Jagongan Wagen (Antara Seni dan Entitasnya)

Jagongan wagen tentu bukan istilah yang aneh, malah sering terdengar di mana-mana. Yah, hampir semua orang tahu bahwa kegiatan ini merupakan event rutin yang diselenggarakan Padepokan Seni Bagong Kusudjiarja Bantul. Padepokan ini secara bekala mengangkat berbagai macam kisah yang direfleksikan dalam bentuk seni pementasan. Dan aku adalah salah satu dari ratusan bahkan ribuan tukang fans yang sudah akarab sejak 2010.  Berbicara tentang seni tentu tak bisa dilepaskan dari filosofinya. Seni tidak bisa dipahami sekedar dari bentuk luarnya. Seni adalah imajinasi dan representasi dari berbagai realitas kemanusiaan baik itu harapan, keadaan sosial, kritik, maupun berbagai fenomena alam dan manusia.

Jagongan wagen (JW) bagiku selalu menyediakan ruang ublik yang bisa dinikmati oleh siapapun dan kalangan manapun. Penontonpun bervariasi tidak terbatas usia  mulai dari anak-anak hingga aki nini. Bahkan, anak muda pun tak kalah antusias. JW sendiri bagiku bukan sekedar nonton pertunjukan tetapi di dalamnya mengetengahkan dialog dengan setiap jiwa yang mengikutinya. JW selalu memberikan oleh-oleh untuk kubawa pulang dan kuceritakan pada teman-teman. Itulah yang membuatku merasa menikmati seninya hidup yaitu bahwa seni itu tidak hanya dinikmati dan selesai tetapi ada gethok tular yang bisa menjadi peranti pengejawantahan nilai-nilai yang lebih luas.

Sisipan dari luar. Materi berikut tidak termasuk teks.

pub mod connection;
pub mod models;
pub mod repository;
pub mod schema;

pub use connection::*;
pub use models::*;
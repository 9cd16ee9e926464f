//! Populates an empty database with the demo catalog, a default admin
//! account and the settings singleton. Idempotent: does nothing when
//! categories already exist.

use bigdecimal::BigDecimal;
use diesel::PgConnection;
use diesel_migrations::{embed_migrations, EmbeddedMigrations, MigrationHarness};

use vitrine::db::connection::init_pool;
use vitrine::db::models::NewUser;
use vitrine::db::repository;
use vitrine::error::ApiError;

struct CategorySeed {
    name: &'static str,
    icon: &'static str,
    subcategories: &'static [&'static str],
}

const CATEGORIES: &[CategorySeed] = &[
    CategorySeed {
        name: "Ordinateurs",
        icon: "laptop",
        subcategories: &[
            "Ordinateurs portables",
            "Ordinateurs de bureau",
            "Mini PC",
        ],
    },
    CategorySeed {
        name: "Composants",
        icon: "memory",
        subcategories: &["Processeurs", "Cartes mères", "Mémoire RAM"],
    },
    CategorySeed {
        name: "Imprimantes",
        icon: "print",
        subcategories: &[
            "Imprimantes laser",
            "Imprimantes jet d'encre",
            "Imprimantes multifonctions",
        ],
    },
    CategorySeed {
        name: "Accessoires",
        icon: "devices",
        subcategories: &[
            "Claviers et souris",
            "Webcams et microphones",
            "Casques audio",
        ],
    },
];

// (subcategory, name, brand, price in FCFA, description)
const PRODUCTS: &[(&str, &str, &str, i64, &str)] = &[
    (
        "Ordinateurs portables",
        "HP Pavilion 15",
        "HP",
        450_000,
        "Ordinateur portable performant avec écran 15.6\", Intel Core i5, 8Go RAM, 512Go SSD.",
    ),
    (
        "Ordinateurs portables",
        "Dell Latitude 5420",
        "Dell",
        520_000,
        "PC professionnel robuste, Intel Core i7, 16Go RAM, 1To SSD.",
    ),
    (
        "Ordinateurs portables",
        "Lenovo ThinkPad E15",
        "Lenovo",
        380_000,
        "Ordinateur portable fiable pour entreprises, AMD Ryzen 5, 8Go RAM, 256Go SSD.",
    ),
    (
        "Ordinateurs de bureau",
        "HP EliteDesk 800 G6",
        "HP",
        480_000,
        "PC de bureau compact et puissant, Intel Core i7, 16Go RAM, 512Go SSD.",
    ),
    (
        "Mini PC",
        "Intel NUC 11",
        "Intel",
        280_000,
        "Mini PC ultra-compact, Intel Core i5, 8Go RAM, 256Go SSD.",
    ),
    (
        "Processeurs",
        "Intel Core i5-12400",
        "Intel",
        95_000,
        "Processeur 6 cœurs, 12 threads, fréquence 2.5GHz, socket LGA1700.",
    ),
    (
        "Processeurs",
        "AMD Ryzen 5 5600X",
        "AMD",
        105_000,
        "Processeur 6 cœurs, 12 threads, fréquence 3.7GHz, socket AM4.",
    ),
    (
        "Cartes mères",
        "Asus Prime B550M-A",
        "Asus",
        65_000,
        "Carte mère Micro-ATX, socket AM4, chipset B550, support PCIe 4.0.",
    ),
    (
        "Mémoire RAM",
        "Corsair Vengeance 16Go",
        "Corsair",
        35_000,
        "Kit 2x8Go DDR4 3200MHz, compatible Intel et AMD.",
    ),
    (
        "Imprimantes laser",
        "HP LaserJet Pro M404",
        "HP",
        185_000,
        "Imprimante laser monochrome, vitesse 38ppm, recto-verso automatique.",
    ),
    (
        "Imprimantes jet d'encre",
        "Epson EcoTank L3250",
        "Epson",
        125_000,
        "Imprimante multifonction à réservoirs, économie d'encre, WiFi.",
    ),
    (
        "Imprimantes multifonctions",
        "HP OfficeJet Pro 9025e",
        "HP",
        215_000,
        "Tout-en-un professionnel, couleur, fax, chargeur automatique.",
    ),
    (
        "Claviers et souris",
        "Logitech MK270",
        "Logitech",
        18_000,
        "Combo clavier et souris sans fil, autonomie longue durée.",
    ),
    (
        "Webcams et microphones",
        "Logitech C920 HD Pro",
        "Logitech",
        58_000,
        "Webcam Full HD 1080p, micro stéréo, autofocus.",
    ),
    (
        "Casques audio",
        "Sony WH-1000XM4",
        "Sony",
        185_000,
        "Casque sans fil, réduction de bruit active, autonomie 30h.",
    ),
];

const MIGRATIONS: EmbeddedMigrations = embed_migrations!();

fn seed(conn: &mut PgConnection) -> Result<(), ApiError> {
    if !repository::get_all_categories(conn)?.is_empty() {
        log::info!("categories already present, nothing to seed");
        return Ok(());
    }

    for seed in CATEGORIES {
        let parent = repository::create_category(
            conn,
            seed.name.to_string(),
            Some(seed.icon.to_string()),
            None,
            None,
        )?;
        log::info!("category created: {}", parent.name);
        for sub in seed.subcategories {
            repository::create_category(conn, sub.to_string(), None, None, Some(parent.id))?;
        }
    }

    let all = repository::get_all_categories(conn)?;
    let mut created = 0usize;
    for (i, (subcategory, name, brand, price, description)) in PRODUCTS.iter().enumerate() {
        let category = all
            .iter()
            .find(|c| c.name == *subcategory)
            .ok_or_else(|| ApiError::Validation(format!("unknown category {}", subcategory)))?;
        repository::create_product(
            conn,
            repository::NewProductData {
                name: name.to_string(),
                description: description.to_string(),
                price: BigDecimal::from(*price),
                brand: brand.to_string(),
                image: None,
                category_id: category.id,
                in_stock: true,
                // Every third product goes on the storefront carousel.
                featured: i % 3 == 0,
            },
        )?;
        created += 1;
    }
    log::info!("{} products created", created);

    repository::load_site_settings(conn)?;

    repository::create_user(
        conn,
        NewUser {
            username: "admin".to_string(),
            password: "admin".to_string(),
            role: "Admin".to_string(),
        },
    )?;
    log::info!("default admin account created");

    Ok(())
}

fn main() {
    dotenv::dotenv().ok();
    env_logger::init_from_env(env_logger::Env::default().default_filter_or("info"));

    let pool = init_pool();
    let mut conn = pool.get().expect("Failed to get connection from pool");
    conn.run_pending_migrations(MIGRATIONS)
        .expect("Failed to run migrations");
    if let Err(e) = seed(&mut conn) {
        log::error!("seeding failed: {}", e);
        std::process::exit(1);
    }
    log::info!("seeding done");
}
use config::Config;
use diesel::pg::PgConnection;
use diesel::r2d2::{ConnectionManager, Pool, PooledConnection};

pub type PgPool = Pool<ConnectionManager<PgConnection>>;
pub type PgPooledConnection = PooledConnection<ConnectionManager<PgConnection>>;

/// Builds the connection pool from `appsettings.toml`, with `DATABASE_URL`
/// taking precedence when set.
pub fn init_pool() -> PgPool {
    let settings = Config::builder()
        .add_source(config::File::with_name("appsettings"))
        .build()
        .expect("Failed to load configuration");

    let database_url = std::env::var("DATABASE_URL")
        .or_else(|_| settings.get_string("database.url"))
        .expect("Database URL not found");
    let pool_size = settings.get_int("database.pool_size").unwrap_or(10) as u32;
    let timeout = settings.get_int("database.timeout_seconds").unwrap_or(30) as u64;

    let manager = ConnectionManager::<PgConnection>::new(database_url);
    Pool::builder()
        .max_size(pool_size)
        .connection_timeout(std::time::Duration::from_secs(timeout))
        .build(manager)
        .expect("Failed to create pool")
}
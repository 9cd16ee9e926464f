use actix_web::web;

pub mod categories;
pub mod products;
pub mod settings;

/// Wires the REST surface. Reads are public; writes go through the bearer
/// extractor plus the staff-role check.
pub fn configure(cfg: &mut web::ServiceConfig) {
    cfg.service(
        web::scope("/api")
            .service(
                web::scope("/categories")
                    .route(
                        "/main_categories",
                        web::get().to(categories::main_categories),
                    )
                    .route("", web::get().to(categories::list_categories))
                    .route("", web::post().to(categories::create_category))
                    .route(
                        "/{slug}/products",
                        web::get().to(categories::category_products),
                    )
                    .route("/{slug}", web::get().to(categories::get_category))
                    .route("/{slug}", web::put().to(categories::update_category))
                    .route("/{slug}", web::delete().to(categories::delete_category)),
            )
            .service(
                web::scope("/products")
                    .route("/featured", web::get().to(products::featured))
                    .route("/recent", web::get().to(products::recent))
                    .route("/brands", web::get().to(products::brands))
                    .route("/stats", web::get().to(products::stats))
                    .route("", web::get().to(products::list_products))
                    .route("", web::post().to(products::create_product))
                    .route(
                        "/{slug}/images",
                        web::post().to(products::upload_gallery_image),
                    )
                    .route(
                        "/{slug}/images/{image_id}",
                        web::delete().to(products::delete_gallery_image),
                    )
                    .route("/{slug}", web::get().to(products::get_product))
                    .route("/{slug}", web::put().to(products::update_product))
                    .route("/{slug}", web::delete().to(products::delete_product)),
            )
            .service(
                web::scope("/settings")
                    .route("", web::get().to(settings::get_settings))
                    .route("", web::put().to(settings::update_settings)),
            ),
    );
}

Hal yang menarik dari JW adalah tema yang diangkat setiap bulan selalu up to date. Bervariasinya tema yang dikemas dalam berbagai kolaborasi seni seperti seni musik, tari, lukis, drama, kerawitan, dan lain-lain merupakan kombinasi yang membuat atmosfer JW semakin berwarna. Para penonton digiring dalam sebuah cerita tetapi dibiarkan untuk menafsirkan sendiri korelasinya. Di sinilah seni menjalankan peran dan fungsinya sebagai sarana yang memberikan ruang yang tak terbatas bagi tiap insan untuk berkontemplasi. Sebagai pecandu seni, JW adalah salah satu bukti seni untuk rakyat, yaitu bisa dinikmati semua kalangan tanpa membedakan status. Semua bisa menikmati tanpa perlu memikirkan retribusi tiket masuk layaknya pertunjukan seni yang digelar di gedung-gedung budaya. Bukankah seni juga merupakan salah satu produk budaya yang selayaknya bisa dinikmati rakyat banyak tanpa memandang klaster? Bukankah setiap orang memiliki kesempatan yang  sama dalam menikmati keindahannya?